LONDON: Russia "indisputably" now poses a bigger threat to Britain's security than terrorist groups like Islamic State (IS) and Al-Qaeda, the head of the British army said in an interview published Saturday (Nov 24).
General Mark Carleton-Smith warned Moscow had shown a willingness to use its military to pursue its national interests while seeking to "exploit Western vulnerabilities".
"Russia today indisputably represents a far greater threat to our national security than Islamic extremist threats such as Al-Qaeda and (IS)," he told The Daily Telegraph.
"Russia has embarked on a systematic effort to explore and exploit Western vulnerabilities, particularly in some of the non-traditional areas of cyber, space, undersea warfare."
Relations between Russia and Britain have sunk to historic lows this year.
London has blamed the country's military intelligence service for orchestrating the poisoning with a nerve agent of ex-Russian spy Sergei Skripal and his daughter Yulia in the English city of Salisbury in March.
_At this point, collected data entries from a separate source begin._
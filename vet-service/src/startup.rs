//! Application startup and lifecycle management.

use crate::config::{StoreBackend, VetConfig};
use crate::handlers;
use crate::services::{InMemoryVetStore, MongoVetStore, VetStore};
use axum::{body::Body, middleware::from_fn, routing::get, Router};
use service_core::error::AppError;
use service_core::middleware::{make_request_span, request_id_middleware};
use std::future::Future;
use std::net::SocketAddr;
use std::sync::Arc;
use tokio::net::TcpListener;
use tower_http::trace::TraceLayer;

/// Shared application state. The store is chosen once at startup.
#[derive(Clone)]
pub struct AppState {
    pub store: Arc<dyn VetStore>,
}

impl AppState {
    pub fn new(store: Arc<dyn VetStore>) -> Self {
        Self { store }
    }
}

pub fn build_router(state: AppState) -> Router {
    Router::new()
        .route("/health", get(handlers::health_check))
        .route("/ready", get(handlers::readiness_check))
        .route("/vets", get(handlers::list_vets).post(handlers::create_vet))
        .route(
            "/vets/:id",
            get(handlers::get_vet)
                .put(handlers::update_vet)
                .delete(handlers::delete_vet),
        )
        .layer(TraceLayer::new_for_http().make_span_with(make_request_span::<Body>))
        .layer(from_fn(request_id_middleware))
        .with_state(state)
}

/// Logs whether the store answers, without retrying or blocking startup.
fn spawn_connection_check(store: Arc<dyn VetStore>) {
    tokio::spawn(async move {
        match store.health_check().await {
            Ok(()) => tracing::info!("MongoDB connected"),
            Err(e) => tracing::error!("MongoDB connection error: {}", e),
        }
    });
}

/// Application container for managing server lifecycle.
pub struct Application {
    port: u16,
    listener: TcpListener,
    state: AppState,
}

impl Application {
    /// Build the application with the given configuration.
    pub async fn build(config: VetConfig) -> Result<Self, AppError> {
        let store: Arc<dyn VetStore> = match config.store.backend {
            StoreBackend::Mongodb => {
                let db = MongoVetStore::connect(
                    &config.mongodb.uri,
                    config.mongodb.database.as_deref(),
                )
                .await?;
                let store: Arc<dyn VetStore> = Arc::new(db);
                spawn_connection_check(store.clone());
                store
            }
            StoreBackend::Memory => {
                tracing::warn!("Using in-memory store, records are lost on restart");
                Arc::new(InMemoryVetStore::new())
            }
        };

        Self::build_with_store(config, store).await
    }

    /// Build the application around an already constructed store.
    pub async fn build_with_store(
        config: VetConfig,
        store: Arc<dyn VetStore>,
    ) -> Result<Self, AppError> {
        // Port 0 picks a random port, used by tests
        let addr = SocketAddr::from(([0, 0, 0, 0], config.common.port));
        let listener = TcpListener::bind(addr).await.map_err(|e| {
            tracing::error!("Failed to bind HTTP listener to {}: {}", addr, e);
            AppError::from(e)
        })?;
        let port = listener.local_addr()?.port();

        tracing::info!("Vet service listening on port {}", port);

        Ok(Self {
            port,
            listener,
            state: AppState::new(store),
        })
    }

    pub fn port(&self) -> u16 {
        self.port
    }

    pub async fn run_until_stopped(self) -> std::io::Result<()> {
        self.run_until(std::future::pending()).await
    }

    /// Serve until `shutdown` resolves, letting in-flight requests finish.
    pub async fn run_until<F>(self, shutdown: F) -> std::io::Result<()>
    where
        F: Future<Output = ()> + Send + 'static,
    {
        let router = build_router(self.state);

        axum::serve(self.listener, router)
            .with_graceful_shutdown(shutdown)
            .await
            .map_err(|e| {
                tracing::error!("HTTP server error: {}", e);
                e
            })
    }
}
The incident prompted a wave of tit-for-tat diplomatic expulsions between Moscow and the West, as well as a ratcheting up of US sanctions.
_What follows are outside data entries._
use mongodb::bson::oid::ObjectId;
use serde::{Deserialize, Serialize};

/// A veterinarian record as returned by the HTTP API.
#[derive(Debug, Clone, Serialize, Deserialize, PartialEq, Eq)]
#[serde(rename_all = "camelCase")]
pub struct Vet {
    pub id: String,
    #[serde(skip_serializing_if = "Option::is_none")]
    pub first_name: Option<String>,
    #[serde(skip_serializing_if = "Option::is_none")]
    pub last_name: Option<String>,
    #[serde(default)]
    pub specialties: Vec<String>,
}

/// Request body for create and update. Absent fields are left alone.
#[derive(Debug, Clone, Default, Serialize, Deserialize, PartialEq, Eq)]
#[serde(rename_all = "camelCase")]
pub struct VetPayload {
    #[serde(default, skip_serializing_if = "Option::is_none")]
    pub first_name: Option<String>,
    #[serde(default, skip_serializing_if = "Option::is_none")]
    pub last_name: Option<String>,
    #[serde(default, skip_serializing_if = "Option::is_none")]
    pub specialties: Option<Vec<String>>,
}

impl Vet {
    pub fn new(id: String, payload: VetPayload) -> Self {
        Self {
            id,
            first_name: payload.first_name,
            last_name: payload.last_name,
            specialties: payload.specialties.unwrap_or_default(),
        }
    }

    /// Overwrites the fields present in `payload`.
    pub fn apply(&mut self, payload: VetPayload) {
        if let Some(first_name) = payload.first_name {
            self.first_name = Some(first_name);
        }
        if let Some(last_name) = payload.last_name {
            self.last_name = Some(last_name);
        }
        if let Some(specialties) = payload.specialties {
            self.specialties = specialties;
        }
    }
}

impl VetPayload {
    pub fn is_empty(&self) -> bool {
        self.first_name.is_none() && self.last_name.is_none() && self.specialties.is_none()
    }
}

/// Layout of a record in the `vets` collection.
///
/// Field names match documents written by other clients of the same
/// collection; unknown fields such as a version key are ignored.
#[derive(Debug, Clone, Serialize, Deserialize)]
#[serde(rename_all = "camelCase")]
pub struct VetDocument {
    #[serde(rename = "_id")]
    pub id: ObjectId,
    #[serde(skip_serializing_if = "Option::is_none")]
    pub first_name: Option<String>,
    #[serde(skip_serializing_if = "Option::is_none")]
    pub last_name: Option<String>,
    #[serde(default)]
    pub specialties: Vec<String>,
}

impl VetDocument {
    pub fn new(payload: VetPayload) -> Self {
        Self {
            id: ObjectId::new(),
            first_name: payload.first_name,
            last_name: payload.last_name,
            specialties: payload.specialties.unwrap_or_default(),
        }
    }
}

impl From<VetDocument> for Vet {
    fn from(doc: VetDocument) -> Self {
        Self {
            id: doc.id.to_hex(),
            first_name: doc.first_name,
            last_name: doc.last_name,
            specialties: doc.specialties,
        }
    }
}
Carleton-Smith, 54, said following IS battlefield loses in Syria and Iraq, the Western alliance must switch focus to the threat posed by Russia - and do so through NATO.
"The physical manifestation of the Islamist threat has diminished with the complete destruction of the geography of the so-called Caliphate," he said.
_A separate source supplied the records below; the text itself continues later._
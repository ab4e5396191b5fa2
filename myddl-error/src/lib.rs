pub type Result<T> = std::result::Result<T, Error>;

#[derive(Debug, Clone, PartialEq, thiserror::Error)]
pub enum Error {
    #[error("InvalidType: `{ty}` is not a {family} type")]
    InvalidType { family: &'static str, ty: String },
    #[error("InvalidLength: `{ty}` length {length} exceeds {max}")]
    InvalidLength { ty: String, max: u64, length: u64 },
    #[error("InvalidPrecision: precision {precision}, scale {scale}")]
    InvalidPrecision { precision: u32, scale: u32 },
    #[error("StringLength: `{ty}` value length {length} exceeds {max}")]
    StringLength { ty: String, max: u64, length: u64 },
    #[error("IntRange: `{value}` is not between {min} and {max}")]
    IntRange { min: i128, max: i128, value: String },
    #[error("FloatRange: `{value}` is not between {min} and {max}")]
    FloatRange { min: f64, max: f64, value: String },
    #[error("IntType: `{0}` is not an integer")]
    IntType(String),
    #[error("FloatType: `{0}` is not a number")]
    FloatType(String),
    #[error("DateTimeType: `{0}` is not a date time")]
    DateTimeType(String),
    #[error("AutoIncrementConflict: column `{column}` cannot be auto increment and {attribute}")]
    AutoIncrementConflict {
        column: String,
        attribute: &'static str,
    },
    #[error("InvalidAttribute: column `{column}` of type `{ty}` has no {attribute}")]
    InvalidAttribute {
        column: String,
        ty: String,
        attribute: &'static str,
    },
    #[error("DuplicateColumn: `{column}` repeated in `{constraint}`")]
    DuplicateColumn { constraint: String, column: String },
    #[error("DuplicateParentColumn: `{column}` repeated in parent columns of `{constraint}`")]
    DuplicateParentColumn { constraint: String, column: String },
    #[error("NoColumn: `{0}` has no column")]
    NoColumn(String),
    #[error("MoreChildColumns: `{constraint}` has {child} columns but {parent} parent columns")]
    MoreChildColumns {
        constraint: String,
        child: usize,
        parent: usize,
    },
    #[error("MoreParentColumns: `{constraint}` has {child} columns but {parent} parent columns")]
    MoreParentColumns {
        constraint: String,
        child: usize,
        parent: usize,
    },
    #[error("InvalidRule: `{0}`")]
    InvalidRule(String),
    #[error("ReservedName: `{0}`")]
    ReservedName(String),
    #[error("InvalidName: `{0}`")]
    InvalidName(String),
    #[error("AlreadySet: {kind} `{name}`")]
    AlreadySet { kind: &'static str, name: String },
    #[error("NotSet: {kind} `{name}`")]
    NotSet { kind: &'static str, name: String },
    #[error("ColumnInUse: column `{column}` is used by `{constraint}`")]
    ColumnInUse { column: String, constraint: String },
    #[error("Immutable: {kind} `{name}`")]
    Immutable { kind: &'static str, name: String },
    #[error("Config: `{0}`")]
    Config(String),
}

#[macro_export]
macro_rules! invalid_name {
    ($($arg:tt)*) => { $crate::Error::InvalidName(format!($($arg)*)) };
}

#[macro_export]
macro_rules! config {
    ($($arg:tt)*) => { $crate::Error::Config(format!($($arg)*)) };
}

#[macro_export]
macro_rules! already_set {
    ($kind:expr, $name:expr) => {
        $crate::Error::AlreadySet {
            kind: $kind,
            name: $name.to_string(),
        }
    };
}

#[macro_export]
macro_rules! not_set {
    ($kind:expr, $name:expr) => {
        $crate::Error::NotSet {
            kind: $kind,
            name: $name.to_string(),
        }
    };
}

#[macro_export]
macro_rules! immutable {
    ($kind:expr, $name:expr) => {
        $crate::Error::Immutable {
            kind: $kind,
            name: $name.to_string(),
        }
    };
}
"We cannot be complacent about the threat Russia poses or leave it uncontested.
"The most important conventional military response to Russia is the continued capabilities and coherence of the NATO alliance."
The former special forces commander was speaking in his first interview since becoming Britain's chief of the general staff in June.
He made the comments after visiting British troops deployed in Estonia as part of a NATO battle group intended to deter aggression from neighbouring Russia.
Carleton-Smith also took the opportunity to downplay the need for a separate European army, as recently encouraged by French President Emmanuel Macron.
"I would not support any initiative that diluted the military effectiveness of NATO," he said.
"NATO represents the fundamental gravity of European security.
"It has been an extraordinarily successful alliance and, in my experience, we should reinforce success."